=== Section Start ===
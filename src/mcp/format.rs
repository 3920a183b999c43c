//! Concise text renderings of tool results, used when the server runs with
//! `response_format = text`.

use std::fmt::Write;

use chrono::{DateTime, NaiveDate};

use super::types::{
    AddMovieResult, AddSeriesResult, CollectionsResult, CommandResult, DiskSpaceResult,
    EpisodeCalendarResult, EpisodeListResult, HistoryResult, ManualImportResult,
    MovieCalendarResult, MovieDetailsResult, MovieListResult, MovieSearchResult, QueueResult,
    RemoveFromQueueResult, SeriesDetailsResult, SeriesListResult, SeriesSearchResult,
    SystemStatusResult, WantedItem, WantedResult, WantedResultKind,
};

const BYTES_PER_GB: f64 = 1024.0 * 1024.0 * 1024.0;

/// Human-readable rendering of a tool result.
pub trait Render {
    fn render(&self) -> String;
}

fn year(year: Option<i32>) -> String {
    year.map_or_else(|| "?".to_string(), |y| y.to_string())
}

fn id(id: Option<i64>) -> String {
    id.map_or_else(|| "?".to_string(), |i| i.to_string())
}

fn yes_no(flag: bool) -> &'static str {
    if flag { "Yes" } else { "No" }
}

fn more_line(out: &mut String, total: usize, shown: usize) {
    if total > shown {
        let _ = writeln!(out, "  ... {} more", total - shown);
    }
}

/// Format an API date as `January 05, 2024`; unparseable input is kept as is.
pub fn format_date(value: Option<&str>) -> String {
    let Some(value) = value else {
        return "TBA".to_string();
    };
    if let Ok(dt) = DateTime::parse_from_rfc3339(value) {
        return dt.format("%B %d, %Y").to_string();
    }
    match NaiveDate::parse_from_str(value.get(..10).unwrap_or(value), "%Y-%m-%d") {
        Ok(date) => date.format("%B %d, %Y").to_string(),
        Err(_) => value.to_string(),
    }
}

fn episode_code(season: Option<i32>, episode: Option<i32>) -> String {
    format!(
        "S{:02}E{:02}",
        season.unwrap_or_default(),
        episode.unwrap_or_default()
    )
}

fn gb(bytes: i64) -> f64 {
    bytes as f64 / BYTES_PER_GB
}

impl Render for MovieListResult {
    fn render(&self) -> String {
        if self.count == 0 {
            return "No movies found.".to_string();
        }
        let mut out = format!("{} movies:\n", self.count);
        for m in &self.movies {
            let _ = writeln!(
                out,
                "  [{}] {} ({}) - TMDB: {}",
                id(m.id),
                m.title,
                year(m.year),
                id(m.tmdb_id)
            );
        }
        more_line(&mut out, self.count, self.movies.len());
        out.trim_end().to_string()
    }
}

impl Render for SeriesListResult {
    fn render(&self) -> String {
        if self.count == 0 {
            return "No series found.".to_string();
        }
        let mut out = format!("{} series:\n", self.count);
        for s in &self.series {
            let _ = writeln!(
                out,
                "  [{}] {} ({}) - {}/{} episodes",
                id(s.id),
                s.title,
                year(s.year),
                s.episode_file_count,
                s.episode_count
            );
        }
        more_line(&mut out, self.count, self.series.len());
        out.trim_end().to_string()
    }
}

impl Render for MovieSearchResult {
    fn render(&self) -> String {
        if self.count == 0 {
            return "No movies found in search.".to_string();
        }
        let mut out = format!("Found {} movies in search:\n", self.count);
        for m in &self.movies {
            let _ = writeln!(
                out,
                "  {} ({}) - TMDB: {}",
                m.title,
                year(m.year),
                id(m.tmdb_id)
            );
        }
        more_line(&mut out, self.count, self.movies.len());
        out.trim_end().to_string()
    }
}

impl Render for SeriesSearchResult {
    fn render(&self) -> String {
        if self.count == 0 {
            return "No series found in search.".to_string();
        }
        let mut out = format!("Found {} series in search:\n", self.count);
        for s in &self.series {
            let _ = writeln!(
                out,
                "  {} ({}) - TVDB: {}",
                s.title,
                year(s.year),
                id(s.tvdb_id)
            );
        }
        more_line(&mut out, self.count, self.series.len());
        out.trim_end().to_string()
    }
}

impl Render for MovieDetailsResult {
    fn render(&self) -> String {
        let m = &self.movie;
        let mut out = format!("**{} ({})**\n", m.title, year(m.year));
        let _ = writeln!(out, "Status: {}", m.status.as_deref().unwrap_or("unknown"));
        let _ = writeln!(out, "Monitored: {}", yes_no(m.monitored));
        let _ = writeln!(out, "Downloaded: {}", yes_no(m.has_file));
        if let Some(runtime) = m.runtime.filter(|r| *r > 0) {
            let _ = writeln!(out, "Runtime: {} min", runtime);
        }
        if !m.genres.is_empty() {
            let _ = writeln!(out, "Genres: {}", m.genres.join(", "));
        }
        if !m.overview.is_empty() {
            let _ = writeln!(out, "\n{}", m.overview);
        }
        out.trim_end().to_string()
    }
}

impl Render for SeriesDetailsResult {
    fn render(&self) -> String {
        let s = &self.series;
        let mut out = format!("**{} ({})**\n", s.title, year(s.year));
        let _ = writeln!(out, "Status: {}", s.status.as_deref().unwrap_or("unknown"));
        let _ = writeln!(out, "Monitored: {}", yes_no(s.monitored));
        if let Some(network) = &s.network {
            let _ = writeln!(out, "Network: {}", network);
        }
        let _ = writeln!(out, "Seasons: {}", s.season_count);
        let _ = writeln!(
            out,
            "Episodes: {}/{} downloaded",
            s.episode_file_count, s.episode_count
        );
        if !s.overview.is_empty() {
            let _ = writeln!(out, "\n{}", s.overview);
        }
        out.trim_end().to_string()
    }
}

impl Render for EpisodeListResult {
    fn render(&self) -> String {
        if self.count == 0 {
            return "No episodes found.".to_string();
        }
        let mut out = format!("{} episodes:\n", self.count);
        for e in &self.episodes {
            let downloaded = if e.has_file { "Downloaded" } else { "Missing" };
            let monitored = if e.monitored { "Monitored" } else { "Unmonitored" };
            let _ = writeln!(
                out,
                "  {}: {} ({}) - {}, {}",
                episode_code(e.season_number, e.episode_number),
                e.title.as_deref().unwrap_or("TBA"),
                format_date(e.air_date.as_deref()),
                downloaded,
                monitored
            );
        }
        out.trim_end().to_string()
    }
}

impl Render for AddMovieResult {
    fn render(&self) -> String {
        self.message.clone()
    }
}

impl Render for AddSeriesResult {
    fn render(&self) -> String {
        self.message.clone()
    }
}

impl Render for RemoveFromQueueResult {
    fn render(&self) -> String {
        self.message.clone()
    }
}

impl Render for CommandResult {
    fn render(&self) -> String {
        self.message.clone()
    }
}

impl Render for QueueResult {
    fn render(&self) -> String {
        if self.queues.values().all(|q| q.items.is_empty()) {
            return "Download queue is empty.".to_string();
        }
        let mut out = String::from("Download Queue:\n");
        for (service, queue) in &self.queues {
            if queue.items.is_empty() {
                let _ = writeln!(out, "\n{}: Empty", service.to_uppercase());
                continue;
            }
            let _ = writeln!(
                out,
                "\n{} ({} items):",
                service.to_uppercase(),
                queue.count
            );
            for item in &queue.items {
                match item.progress {
                    Some(progress) => {
                        let _ = writeln!(
                            out,
                            "  {} - {} ({:.1}%)",
                            item.title, item.status, progress
                        );
                    }
                    None => {
                        let _ = writeln!(out, "  {} - {}", item.title, item.status);
                    }
                }
            }
        }
        out.trim_end().to_string()
    }
}

impl Render for HistoryResult {
    fn render(&self) -> String {
        if self.records.is_empty() {
            return "No history records found.".to_string();
        }
        let mut out = format!(
            "History (page {}, {} total records):\n",
            self.page, self.total_records
        );
        for r in &self.records {
            let _ = writeln!(
                out,
                "  {} - {} ({})",
                r.event_type.as_deref().unwrap_or("unknown"),
                r.source_title.as_deref().unwrap_or("Unknown"),
                format_date(r.date.as_deref())
            );
        }
        out.trim_end().to_string()
    }
}

impl Render for ManualImportResult {
    fn render(&self) -> String {
        if self.count == 0 {
            return "No importable files found.".to_string();
        }
        let mut out = format!("Found {} importable files:\n", self.count);
        for item in &self.items {
            let name = item
                .relative_path
                .as_deref()
                .or(item.name.as_deref())
                .or(item.path.as_deref())
                .unwrap_or("Unknown");
            if item.rejections.is_empty() {
                let _ = writeln!(out, "  {}", name);
            } else {
                let _ = writeln!(out, "  {} ({} rejections)", name, item.rejections.len());
            }
        }
        more_line(&mut out, self.count, self.items.len());
        out.trim_end().to_string()
    }
}

impl Render for MovieCalendarResult {
    fn render(&self) -> String {
        if self.count == 0 {
            return "No upcoming movies.".to_string();
        }
        let mut out = format!("Upcoming movies ({}):\n", self.count);
        for m in &self.movies {
            let date = m
                .digital_release
                .as_deref()
                .or(m.physical_release.as_deref())
                .or(m.in_cinemas.as_deref())
                .or(m.release_date.as_deref());
            let _ = writeln!(out, "  {} - {}", m.title, format_date(date));
        }
        out.trim_end().to_string()
    }
}

impl Render for EpisodeCalendarResult {
    fn render(&self) -> String {
        if self.count == 0 {
            return "No upcoming episodes.".to_string();
        }
        let mut out = format!("Upcoming episodes ({}):\n", self.count);
        for e in &self.episodes {
            let series = match &e.series.title {
                Some(title) => title.clone(),
                None => format!("Series ID {}", id(e.series_id)),
            };
            let _ = writeln!(
                out,
                "  {} {} - {} ({})",
                series,
                episode_code(e.season_number, e.episode_number),
                e.title.as_deref().unwrap_or("TBA"),
                format_date(e.air_date_utc.as_deref().or(e.air_date.as_deref()))
            );
        }
        out.trim_end().to_string()
    }
}

impl Render for WantedResult {
    fn render(&self) -> String {
        let label = match self.kind {
            WantedResultKind::Missing => "missing",
            WantedResultKind::CutoffUnmet => "cutoff unmet",
        };
        if self.records.is_empty() {
            return format!("No {} items found.", label);
        }
        let mut out = format!(
            "Found {} {} items (page {}):\n",
            self.total_records, label, self.page
        );
        for record in &self.records {
            match record {
                WantedItem::Movie(m) => {
                    let _ = writeln!(out, "  {} ({})", m.title, year(m.year));
                }
                WantedItem::Episode(e) => {
                    let _ = writeln!(
                        out,
                        "  {} {} - {}",
                        e.series.title.as_deref().unwrap_or("Unknown series"),
                        episode_code(e.season_number, e.episode_number),
                        e.title.as_deref().unwrap_or("TBA")
                    );
                }
            }
        }
        out.trim_end().to_string()
    }
}

impl Render for SystemStatusResult {
    fn render(&self) -> String {
        let mut out = String::from("System Status:\n");
        for (service, status) in &self.status {
            let _ = writeln!(
                out,
                "\n{}: v{}",
                service.to_uppercase(),
                status.version.as_deref().unwrap_or("unknown")
            );
            if status.health.is_empty() {
                let _ = writeln!(out, "  All systems healthy");
                continue;
            }
            for check in &status.health {
                let marker = match check.kind.as_deref() {
                    Some("error") => "ERROR",
                    Some("warning") => "WARNING",
                    Some("notice") => "NOTICE",
                    _ => "INFO",
                };
                let _ = writeln!(
                    out,
                    "  {}: {}",
                    marker,
                    check.message.as_deref().unwrap_or_default()
                );
            }
        }
        out.trim_end().to_string()
    }
}

impl Render for DiskSpaceResult {
    fn render(&self) -> String {
        let mut out = String::from("Disk Space:\n");
        for (service, disks) in &self.disk_space {
            let _ = writeln!(out, "\n{}:", service.to_uppercase());
            if disks.is_empty() {
                let _ = writeln!(out, "  No disks reported");
            }
            for disk in disks {
                let _ = writeln!(
                    out,
                    "  {}: {:.1} GB free of {:.1} GB ({:.1}% used)",
                    disk.path.as_deref().or(disk.label.as_deref()).unwrap_or("?"),
                    gb(disk.free_space),
                    gb(disk.total_space),
                    disk.percent_used
                );
            }
        }
        out.trim_end().to_string()
    }
}

impl Render for CollectionsResult {
    fn render(&self) -> String {
        if self.count == 0 {
            return "No collections found.".to_string();
        }
        let mut out = format!("{} collections:\n", self.count);
        for c in &self.collections {
            let _ = writeln!(
                out,
                "  {} - {} movies{}",
                c.title,
                c.movies.len(),
                if c.monitored { ", monitored" } else { "" }
            );
        }
        out.trim_end().to_string()
    }
}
=== Section End ===
TASK ITEM >> Copy out whichever lines of the listing contain the word "EpisodeCalendarResult".

EXERCISE RESULT >>
    EpisodeCalendarResult, EpisodeListResult, HistoryResult, ManualImportResult,
impl Render for EpisodeCalendarResult {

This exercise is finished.